Except for years, a rule has persisted that teams must not advance beyond the 10-metre line when responding to the All Blacks’ challenge, never mind halfway. It is enshrined in World Rugby’s own rules, in the section marked “cultural challenges”. Deference has become de rigueur.

Woe betide anybody who rocks the boat. When Wales insisted in 2006 the haka be wrapped up in time for Land of My Fathers, New Zealand threw an almighty fit of pique and choreographed it in their dressing room instead.

The encore two years later was scarcely less dramatic: when Warren Gatland informed his players that the haka was technically not over until they turned away in acceptance, they chose to hold their ground, the tensions escalating into a form of Mexican stand-off. It clearly irked Ma’a Nonu, who said: “What the Welsh did wound us up, it was really hard to accept. The haka is a war dance. If you’re going to stand there like that, then in the past people would have charged.”

Over the years, the issue has hardened into an intractable dilemma. Do nothing in response to the haka and you risk giving ground to New Zealand. But do something, anything, beyond meek acquiescence and you are likely to spark a diplomatic incident.

Australians have conjured a few inventive solutions when the mood has taken them: David Campese simply ignored it at the 1991 World Cup in favour of a kicking warm-up, while Sam Scott-Young blew kisses at the All Blacks the following year. Should any England player attempt the same at Twickenham on Saturday they would, in all probability, be accused of committing a micro-aggression.

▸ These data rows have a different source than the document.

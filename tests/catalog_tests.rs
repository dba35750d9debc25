/// Catalog loading and selection integration tests.

use neura_speech::core::catalog::NarrativeCatalog;
use neura_speech::schema::emotion::Emotion;
use neura_speech::schema::narrative::NarrativeId;
use rand::rngs::StdRng;
use rand::SeedableRng;
use rustc_hash::FxHashMap;

#[test]
fn shipped_catalog_file_matches_builtin() {
    let path = std::path::Path::new("data/narratives.ron");
    let loaded = NarrativeCatalog::load_from_ron(path).unwrap();
    let builtin = NarrativeCatalog::builtin();
    assert_eq!(loaded.entries(), builtin.entries());
}

#[test]
fn every_entry_has_recognized_emotion_label() {
    let catalog = NarrativeCatalog::builtin();
    for entry in catalog.entries() {
        assert_eq!(
            Emotion::parse(entry.emotion.label()),
            Some(entry.emotion),
            "Entry {} has an unparseable emotion",
            entry.id
        );
    }
}

#[test]
fn repeated_picks_never_return_previous() {
    let catalog = NarrativeCatalog::builtin();
    let mut rng = StdRng::seed_from_u64(2024);
    for previous in catalog.entries() {
        for _ in 0..200 {
            let picked = catalog.pick(Some(previous), &mut rng);
            assert_ne!(picked.id, previous.id);
        }
    }
}

#[test]
fn picks_are_roughly_uniform() {
    let catalog = NarrativeCatalog::builtin();
    let mut rng = StdRng::seed_from_u64(17);
    let mut counts: FxHashMap<NarrativeId, u32> = FxHashMap::default();
    let draws = 10_000;
    for _ in 0..draws {
        *counts.entry(catalog.pick(None, &mut rng).id).or_insert(0) += 1;
    }
    assert_eq!(counts.len(), 10);
    for (id, count) in &counts {
        assert!(
            *count > 800 && *count < 1200,
            "Narrative {} drawn {} times out of {}",
            id,
            count,
            draws
        );
    }
}

#[test]
fn excluding_previous_spreads_over_the_rest() {
    let catalog = NarrativeCatalog::builtin();
    let previous = catalog.get(NarrativeId(1)).unwrap();
    let mut rng = StdRng::seed_from_u64(99);
    let mut counts: FxHashMap<NarrativeId, u32> = FxHashMap::default();
    for _ in 0..9_000 {
        *counts.entry(catalog.pick(Some(previous), &mut rng).id).or_insert(0) += 1;
    }
    assert_eq!(counts.len(), 9);
    assert!(!counts.contains_key(&NarrativeId(1)));
    for count in counts.values() {
        assert!(*count > 700 && *count < 1300);
    }
}

#[test]
fn fixture_overrides_merge_into_builtin() {
    let mut catalog = NarrativeCatalog::builtin();
    let extra =
        NarrativeCatalog::load_from_ron(std::path::Path::new("tests/fixtures/test_narratives.ron"))
            .unwrap();
    catalog.merge(extra);
    assert_eq!(catalog.len(), 13);
    assert_eq!(catalog.by_emotion(Emotion::Mixed).count(), 1);
    assert_eq!(catalog.by_emotion(Emotion::Sorrow).count(), 3);
}
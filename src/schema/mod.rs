pub mod emotion;
pub mod narrative;
pub mod score;
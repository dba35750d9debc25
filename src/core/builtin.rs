/// The narratives shipped with the engine, two per scored emotion.
use crate::schema::emotion::Emotion;
use crate::schema::narrative::{NarrativeEntry, NarrativeId};

const NARRATIVES: [(u64, Emotion, &str, &str); 10] = [
    (
        1,
        Emotion::Excitement,
        "Express pure joy and triumph",
        "I never thought I could climb to the top of that mountain, but as I stood there watching the sunrise paint the sky in brilliant oranges and pinks, I felt an incredible rush of pride and accomplishment. Every step of that difficult journey was worth this magical moment!",
    ),
    (
        2,
        Emotion::Sorrow,
        "Convey deep sadness and loss",
        "The old photograph fell from the dusty book, showing my grandmother's gentle smile one last time. I held it close to my heart, feeling the weight of all our lost conversations and the stories I'll never hear again.",
    ),
    (
        3,
        Emotion::Anger,
        "Show controlled fury and indignation",
        "This is completely unacceptable! How could you make such a decision without consulting anyone? The consequences of your actions will affect everyone here, and frankly, I'm furious that you thought this was okay!",
    ),
    (
        4,
        Emotion::Fear,
        "Express anxiety and terror",
        "The sound of footsteps echoing in the empty hallway made my heart race. I pressed myself against the wall, trying to stay invisible, as shadows danced menacingly in the flickering light. What if someone was actually there?",
    ),
    (
        5,
        Emotion::Joy,
        "Radiate pure happiness and delight",
        "When I saw my best friend walking through that door after two years apart, I couldn't contain my happiness! We ran toward each other laughing and crying at the same time. Nothing in the world could have made me happier than this perfect reunion!",
    ),
    (
        6,
        Emotion::Excitement,
        "Channel triumph and exhilaration",
        "I can't believe we actually won the championship! All those months of practice, the early morning training sessions, the setbacks and victories - it all led to this incredible moment. We proved that dreams really do come true when you never give up!",
    ),
    (
        7,
        Emotion::Sorrow,
        "Express melancholy and nostalgia",
        "As I walked through the empty house for the last time, each room whispered memories of the family that once filled these walls with laughter. Now only silence remains, heavy with the echoes of a lifetime that has passed.",
    ),
    (
        8,
        Emotion::Anger,
        "Show righteous indignation",
        "How dare you question my integrity! I have worked tirelessly for this organization for fifteen years, and I will not stand here and listen to these baseless accusations. This is an outrageous attack on my character!",
    ),
    (
        9,
        Emotion::Fear,
        "Convey growing panic and helplessness",
        "The storm was getting worse, and I realized I was completely lost in the forest. Every tree looked the same, every path led nowhere, and darkness was falling fast. My phone had no signal, and panic was setting in.",
    ),
    (
        10,
        Emotion::Joy,
        "Express overwhelming happiness and gratitude",
        "Surprise! The entire family had gathered for my birthday, even my cousin from Australia who I hadn't seen in five years. The room erupted in laughter and cheers as I stood there overwhelmed by so much love and thoughtfulness!",
    ),
];

/// Build the built-in narrative entries, ordered by id.
pub fn narratives() -> Vec<NarrativeEntry> {
    NARRATIVES
        .iter()
        .map(|(id, emotion, description, text)| NarrativeEntry {
            id: NarrativeId(*id),
            text: text.to_string(),
            emotion: *emotion,
            description: description.to_string(),
        })
        .collect()
}

#[cfg(test)]
mod tests {
    use super::*;
    use rustc_hash::FxHashSet;

    #[test]
    fn ten_entries_with_unique_ids() {
        let entries = narratives();
        assert_eq!(entries.len(), 10);
        let ids: FxHashSet<NarrativeId> = entries.iter().map(|e| e.id).collect();
        assert_eq!(ids.len(), 10);
    }

    #[test]
    fn two_per_scored_emotion() {
        let entries = narratives();
        for emotion in [
            Emotion::Excitement,
            Emotion::Sorrow,
            Emotion::Anger,
            Emotion::Fear,
            Emotion::Joy,
        ] {
            let count = entries.iter().filter(|e| e.emotion == emotion).count();
            assert_eq!(count, 2, "expected two {} narratives", emotion);
        }
    }

    #[test]
    fn no_empty_fields() {
        for entry in narratives() {
            assert!(!entry.text.is_empty());
            assert!(!entry.description.is_empty());
        }
    }
}
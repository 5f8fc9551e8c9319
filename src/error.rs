use std::fmt;

use thiserror::Error;

use crate::ast::{Position, Token};

/// Stage that rejected the input.
#[derive(Debug, Clone, Copy, PartialEq, Eq, Hash)]
pub enum ErrorOrigin {
    Tokenizer,
    Parser,
}

impl fmt::Display for ErrorOrigin {
    fn fmt(&self, f: &mut fmt::Formatter<'_>) -> fmt::Result {
        match self {
            ErrorOrigin::Tokenizer => write!(f, "Tokenizer"),
            ErrorOrigin::Parser => write!(f, "Parser"),
        }
    }
}

/// Syntax error raised by the tokenizer or by the parser.
///
/// Both stages share this type so callers handle malformed input in one place.
#[derive(Error, Debug, Clone, PartialEq)]
#[error("{origin} error{}: {message}", location(.position))]
pub struct ParseError {
    pub message: String,
    /// Offending token, `None` when the input ended before one was found
    pub token: Option<Token>,
    pub position: Option<Position>,
    pub origin: ErrorOrigin,
}

fn location(position: &Option<Position>) -> String {
    match position {
        Some(position) => format!(" at {}", position),
        None => String::new(),
    }
}

impl ParseError {
    /// Grammar violation found by the parser.
    pub fn parser(message: impl Into<String>, token: Option<Token>) -> Self {
        let position = token.as_ref().map(|token| token.position);
        ParseError {
            message: message.into(),
            token,
            position,
            origin: ErrorOrigin::Parser,
        }
    }

    /// Malformed text found by the tokenizer.
    pub fn tokenizer(message: impl Into<String>, position: Position) -> Self {
        ParseError {
            message: message.into(),
            token: None,
            position: Some(position),
            origin: ErrorOrigin::Tokenizer,
        }
    }
}

pub type Result<T> = std::result::Result<T, ParseError>;
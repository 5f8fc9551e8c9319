//! Validate heluna expressions

use super::CliError;
use crate::{Expr, Token, lexer, parser};

/// Options for the check command
#[derive(Debug, Clone, Default)]
pub struct CheckOptions {
    /// The Heluna source to check
    pub source: Option<String>,
}

/// Result of a check operation
#[derive(Debug)]
pub enum CheckResult {
    /// The whole source is one valid expression
    Valid(Expr),
    /// A valid expression followed by tokens the grammar does not consume
    TrailingInput { expr: Expr, trailing: Vec<Token> },
}

impl CheckResult {
    pub fn expr(&self) -> &Expr {
        match self {
            CheckResult::Valid(expr) | CheckResult::TrailingInput { expr, .. } => expr,
        }
    }
}

/// Execute a heluna check operation
pub fn execute_check(options: &CheckOptions) -> Result<CheckResult, CliError> {
    let source = options.source.as_deref().ok_or(CliError::NoInput)?;

    let mut cursor = lexer::tokenize_cursor(source)?;
    let expr = parser::parse(&mut cursor)?;

    let trailing = cursor.remaining().to_vec();
    if trailing.is_empty() {
        Ok(CheckResult::Valid(expr))
    } else {
        tracing::warn!(
            count = trailing.len(),
            at = %trailing[0].position,
            "input continues after the expression"
        );
        Ok(CheckResult::TrailingInput { expr, trailing })
    }
}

It has fallen to Marler to expose the warped logic at work. On the one hand, New Zealand are at liberty to gain an edge on the field in the name of culture and theatre. On the other, the opposition are ordered to stand there and take it. Gradually, this bizarre arrangement is being rejected. You see it in league, where Lewis confronts the intimidation head-on and is praised for his chutzpah. And you see it in the words of the incorrigible Marler, who recognises that the haka is less a moment to be venerated than a provocation to be dealt with.